Items from a data source
▬▬▬
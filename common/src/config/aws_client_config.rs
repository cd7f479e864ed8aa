use rusoto_core::region::{ParseRegionError, Region};
use serde::Deserialize;
use std::str::FromStr;

#[derive(Deserialize, Debug, Clone)]
pub struct AwsClientConfig {
    /// Current AWS region.
    pub aws_region: String,

    /// Only used for development. LocalStack endpoint
    #[serde(default)]
    pub localstack_test_mode_endpoint: Option<String>,
}

impl AwsClientConfig {
    pub fn region(&self) -> Result<Region, ParseRegionError> {
        if let Some(endpoint) = self.localstack_test_mode_endpoint.clone() {
            Ok(Region::Custom {
                name: self.aws_region.clone(),
                endpoint,
            })
        } else {
            Region::from_str(&self.aws_region)
        }
    }
}
use model::attribute::Item;
use model::change_record::ChangeRecord;
use serde::Deserialize;

#[derive(Deserialize, Debug)]
#[serde(rename_all(deserialize = "PascalCase"))]
pub struct DynamoDbStreamEvent {
    #[serde(default)]
    pub records: Vec<DynamoDbStreamEventData>,
}

#[derive(Deserialize, Debug)]
#[serde(rename_all(deserialize = "camelCase"))]
pub struct DynamoDbStreamEventData {
    #[serde(rename(deserialize = "eventID"), default)]
    pub event_id: String,
    #[serde(default)]
    pub event_name: String,
    #[serde(rename(deserialize = "eventSourceARN"), default)]
    pub event_source_arn: String,
    #[serde(default)]
    pub dynamodb: DynamoDbEvent,
}

#[derive(Deserialize, Debug, Default)]
#[serde(rename_all(deserialize = "PascalCase"))]
pub struct DynamoDbEvent {
    #[serde(default)]
    pub sequence_number: String,
    pub new_image: Option<Item>,
    pub old_image: Option<Item>,
}

impl From<DynamoDbStreamEventData> for ChangeRecord {
    fn from(event: DynamoDbStreamEventData) -> Self {
        ChangeRecord {
            event_id: event.event_id,
            sequence_number: event.dynamodb.sequence_number,
            source_table: table_name_from_arn(&event.event_source_arn),
            event_kind: event.event_name,
            new_image: event.dynamodb.new_image,
            old_image: event.dynamodb.old_image,
        }
    }
}

/// `arn:aws:dynamodb:<region>:<account>:table/<name>/stream/<label>` -> `<name>`.
/// Anything else is returned whole.
fn table_name_from_arn(arn: &str) -> String {
    arn.split_once(":table/")
        .and_then(|(_, rest)| rest.split('/').next())
        .filter(|name| !name.is_empty())
        .unwrap_or(arn)
        .to_owned()
}
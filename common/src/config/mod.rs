pub mod aws_client_config;

use serde::de::DeserializeOwned;
use strum::IntoEnumIterator;
use strum::{Display, EnumIter};

#[derive(Clone, Eq, PartialEq, EnumIter, Display)]
#[strum(serialize_all = "lowercase")]
pub enum Environment {
    Local,
    Development,
    QA,
    Staging,
    Production,
}

pub struct ConfigLoader;

impl ConfigLoader {
    /// Loads the default configuration for the project. This is the
    /// configuration used in production.
    ///
    /// This will load the following files, in order:
    /// - OS environment variables
    /// - `.env.development` then `.env.development.local`
    /// - `.env.qa` then `.env.qa.local`
    /// - `.env.staging` then `.env.staging.local`
    /// - `.env.production` then `.env.production.local`
    /// - `.env.local`
    /// - `.env`
    ///
    /// Variables are not overriden, the first file to contain
    /// a definition for a variable is the one that will be set.
    ///
    /// If a variable is set in the OS environment, it will not be
    /// overriden by any file.
    pub fn load_default<TConfig>() -> Result<TConfig, envy::Error>
    where
        TConfig: DeserializeOwned,
    {
        for environment in Environment::iter() {
            if environment != Environment::Local {
                dotenv::from_filename(format!(".env.{}.local", environment)).ok();
                dotenv::from_filename(format!(".env.{}", environment)).ok();
            }
        }

        ConfigLoader::load::<TConfig>()
    }

    fn load<TConfig>() -> Result<TConfig, envy::Error>
    where
        TConfig: DeserializeOwned,
    {
        dotenv::from_filename(".env.local").ok();
        dotenv::from_filename(".env").ok();

        envy::from_env::<TConfig>()
    }
}

#[cfg(test)]
mod tests {
    use super::Environment;
    use strum::IntoEnumIterator;

    #[test]
    fn environments_render_as_dotenv_suffixes() {
        let suffixes: Vec<String> = Environment::iter().map(|e| e.to_string()).collect();

        assert_eq!(
            vec!["local", "development", "qa", "staging", "production"],
            suffixes
        );
    }
}
//! Batch dispatcher: the entry point the stream runtime calls once per batch of change records.

use crate::config::RelayConfig;
use crate::credentials::{CredentialCache, SecretLocation};
use crate::result::error::{RelayError, Result};
use crate::table_mapping::map_table_name;
use crate::webhook::WebhookClient;
use common::aws_clients::secrets_manager::SecretsProvider;
use model::change_record::ChangeRecord;
use model::delivery::{BatchResult, DeliveryOutcome};
use model::payload::NormalizedPayload;
use std::sync::Arc;

pub struct BatchDispatcher {
    credentials: CredentialCache,
    webhook: WebhookClient,
}

impl BatchDispatcher {
    pub fn new(credentials: CredentialCache, webhook: WebhookClient) -> Self {
        Self {
            credentials,
            webhook,
        }
    }

    pub fn from_config(
        config: &RelayConfig,
        secrets_provider: Arc<dyn SecretsProvider>,
    ) -> Result<Self> {
        let location = SecretLocation {
            secret_name: config.webhook_secret_name.clone(),
            webhook_url_field: config.webhook_url_field.clone(),
            auth_token_field: config.auth_token_field.clone(),
        };

        Ok(Self::new(
            CredentialCache::new(secrets_provider, location),
            WebhookClient::new(config.source_marker.clone(), config.retry_policy())?,
        ))
    }

    /// Forwards `records` to the webhook one at a time, in the order given.
    ///
    /// A record is only sent once the previous one has been delivered or has exhausted its
    /// retries. Failed records are reported in the result and do not stop the batch. The
    /// batch itself fails when credentials cannot be resolved (nothing is sent) or when every
    /// attempted record failed, which makes the runtime redeliver it.
    pub async fn dispatch(&self, records: Vec<ChangeRecord>) -> Result<BatchResult> {
        tracing::info!(records = records.len(), "batch received");

        let credentials = self.credentials.get_credentials().await.map_err(|e| {
            tracing::error!(error = %e, "unable to resolve webhook credentials");
            RelayError::from(e)
        })?;

        let mut result = BatchResult::default();
        let mut skipped = 0;

        for record in records {
            let payload = match NormalizedPayload::build(record, map_table_name) {
                Ok(payload) => payload,
                Err(reason) => {
                    skipped += 1;
                    tracing::info!("record skipped: {reason}");
                    continue;
                }
            };

            let event_id = payload.metadata.event_id.clone();
            let sequence_number = &payload.metadata.sequence_number;

            let outcome = match self.webhook.deliver(&payload, credentials).await {
                Ok(delivery) => {
                    tracing::info!(
                        event_id = %event_id,
                        sequence_number = %sequence_number,
                        table = %payload.table,
                        action = %payload.action,
                        attempts = delivery.attempts,
                        "record delivered"
                    );
                    DeliveryOutcome::delivered(event_id, delivery.response)
                }
                Err(e) => {
                    tracing::error!(
                        event_id = %event_id,
                        sequence_number = %sequence_number,
                        table = %payload.table,
                        action = %payload.action,
                        error = %e,
                        "record delivery failed"
                    );
                    DeliveryOutcome::failed(event_id, e.to_string())
                }
            };

            result.record(outcome);
        }

        tracing::info!(
            processed = result.processed_count,
            failed = result.failed_count,
            skipped,
            "batch finished"
        );

        if result.all_failed() {
            return Err(RelayError::BatchFatal {
                failed: result.failed_count,
            });
        }

        Ok(result)
    }
}

#[cfg(test)]
mod tests {
    use super::BatchDispatcher;
    use crate::credentials::{CredentialCache, SecretLocation};
    use crate::result::error::RelayError;
    use crate::webhook::{RetryPolicy, WebhookClient};
    use anyhow::anyhow;
    use common::aws_clients::secrets_manager::{MockSecretsProvider, SecretsProviderError};
    use model::change_record::ChangeRecord;
    use reqwest::StatusCode;
    use rstest::*;
    use serde_json::json;
    use std::sync::Arc;
    use std::time::Duration;
    use wiremock::matchers::{body_partial_json, method};
    use wiremock::{Mock, MockServer, ResponseTemplate};

    struct TestFixture {
        pub mock_server: MockServer,
        pub dispatcher: BatchDispatcher,
    }

    fn secrets_for(server: &MockServer) -> MockSecretsProvider {
        let secret = json!({ "webhookUrl": server.uri(), "authToken": "t0k3n" }).to_string();
        let mut secrets_provider = MockSecretsProvider::new();
        secrets_provider
            .expect_find()
            .returning(move |_| Ok(Some(secret.clone())));
        secrets_provider
    }

    fn dispatcher_with(secrets_provider: MockSecretsProvider) -> BatchDispatcher {
        BatchDispatcher::new(
            CredentialCache::new(
                Arc::new(secrets_provider),
                SecretLocation {
                    secret_name: "relay/webhook".to_owned(),
                    webhook_url_field: "webhookUrl".to_owned(),
                    auth_token_field: "authToken".to_owned(),
                },
            ),
            WebhookClient::new(
                "dynamodb-stream-relay",
                RetryPolicy::new(3, Duration::from_millis(1)),
            )
            .unwrap(),
        )
    }

    #[fixture]
    async fn fixture() -> TestFixture {
        let mock_server = MockServer::start().await;
        let dispatcher = dispatcher_with(secrets_for(&mock_server));

        TestFixture {
            mock_server,
            dispatcher,
        }
    }

    fn record(event_id: &str, event_kind: &str) -> ChangeRecord {
        ChangeRecord {
            event_id: event_id.to_owned(),
            sequence_number: format!("seq-{event_id}"),
            source_table: "firespring-backdoor-visitors-dev".to_owned(),
            event_kind: event_kind.to_owned(),
            new_image: Some(
                serde_json::from_value(json!({ "id": { "S": event_id } })).unwrap(),
            ),
            old_image: None,
        }
    }

    async fn mock_event_response(event_id: &str, status_code: StatusCode, fixture: &TestFixture) {
        Mock::given(method("POST"))
            .and(body_partial_json(json!({ "metadata": { "eventId": event_id } })))
            .respond_with(ResponseTemplate::new(status_code))
            .mount(&fixture.mock_server)
            .await;
    }

    #[rstest]
    #[case::none_fail(5, 0)]
    #[case::some_fail(5, 2)]
    #[case::all_but_one_fail(4, 3)]
    #[tokio::test]
    async fn partial_failures_are_aggregated(
        #[future] fixture: TestFixture,
        #[case] total: usize,
        #[case] failing: usize,
    ) {
        let fixture = fixture.await;
        let mut records = Vec::new();
        for i in 0..total {
            let event_id = format!("evt-{i}");
            let status = if i < failing {
                StatusCode::INTERNAL_SERVER_ERROR
            } else {
                StatusCode::OK
            };
            mock_event_response(&event_id, status, &fixture).await;
            records.push(record(&event_id, "INSERT"));
        }

        let result = fixture.dispatcher.dispatch(records).await.unwrap();

        assert_eq!(total - failing, result.processed_count);
        assert_eq!(failing, result.failed_count);
        assert_eq!(total, result.results.len());
        assert!(result.results[..failing].iter().all(|o| !o.success));
        assert!(result.results[failing..].iter().all(|o| o.success));
    }

    #[rstest]
    #[tokio::test]
    async fn all_failed_batch_is_fatal(#[future] fixture: TestFixture) {
        let fixture = fixture.await;
        mock_event_response("a", StatusCode::INTERNAL_SERVER_ERROR, &fixture).await;
        mock_event_response("b", StatusCode::UNAUTHORIZED, &fixture).await;

        let result = fixture
            .dispatcher
            .dispatch(vec![record("a", "INSERT"), record("b", "MODIFY")])
            .await;

        assert!(matches!(result, Err(RelayError::BatchFatal { failed: 2 })));
    }

    #[rstest]
    #[tokio::test]
    async fn unsupported_kinds_count_nowhere(#[future] fixture: TestFixture) {
        let fixture = fixture.await;
        mock_event_response("a", StatusCode::OK, &fixture).await;

        let mut no_image = record("c", "REMOVE");
        no_image.new_image = None;

        let result = fixture
            .dispatcher
            .dispatch(vec![record("a", "INSERT"), record("b", "TTL_EXPIRE"), no_image])
            .await
            .unwrap();

        assert_eq!(1, result.processed_count);
        assert_eq!(0, result.failed_count);
        assert_eq!(1, result.results.len());
        assert_eq!(1, fixture.mock_server.received_requests().await.unwrap().len());
    }

    #[rstest]
    #[tokio::test]
    async fn batch_of_only_skipped_records_is_not_fatal(#[future] fixture: TestFixture) {
        let fixture = fixture.await;

        let result = fixture
            .dispatcher
            .dispatch(vec![record("a", "UNKNOWN")])
            .await
            .unwrap();

        assert_eq!(0, result.processed_count);
        assert_eq!(0, result.failed_count);
    }

    #[rstest]
    #[tokio::test]
    async fn empty_batch_succeeds(#[future] fixture: TestFixture) {
        let fixture = fixture.await;

        let result = fixture.dispatcher.dispatch(vec![]).await.unwrap();

        assert_eq!(0, result.processed_count);
        assert!(result.results.is_empty());
    }

    #[tokio::test]
    async fn credential_failure_aborts_the_batch() {
        let mut secrets_provider = MockSecretsProvider::new();
        secrets_provider
            .expect_find()
            .times(1)
            .returning(|_| Err(SecretsProviderError::Unknown(anyhow!("access denied"))));
        let dispatcher = dispatcher_with(secrets_provider);

        let result = dispatcher.dispatch(vec![record("a", "INSERT")]).await;

        assert!(matches!(result, Err(RelayError::CredentialUnavailable(_))));
    }
}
▬▬▬
HOW TO COMPLETE THIS TASK
In the records above, how many lines include "failing"? Give that number and nothing more.

OUTPUT OF THE TASK
6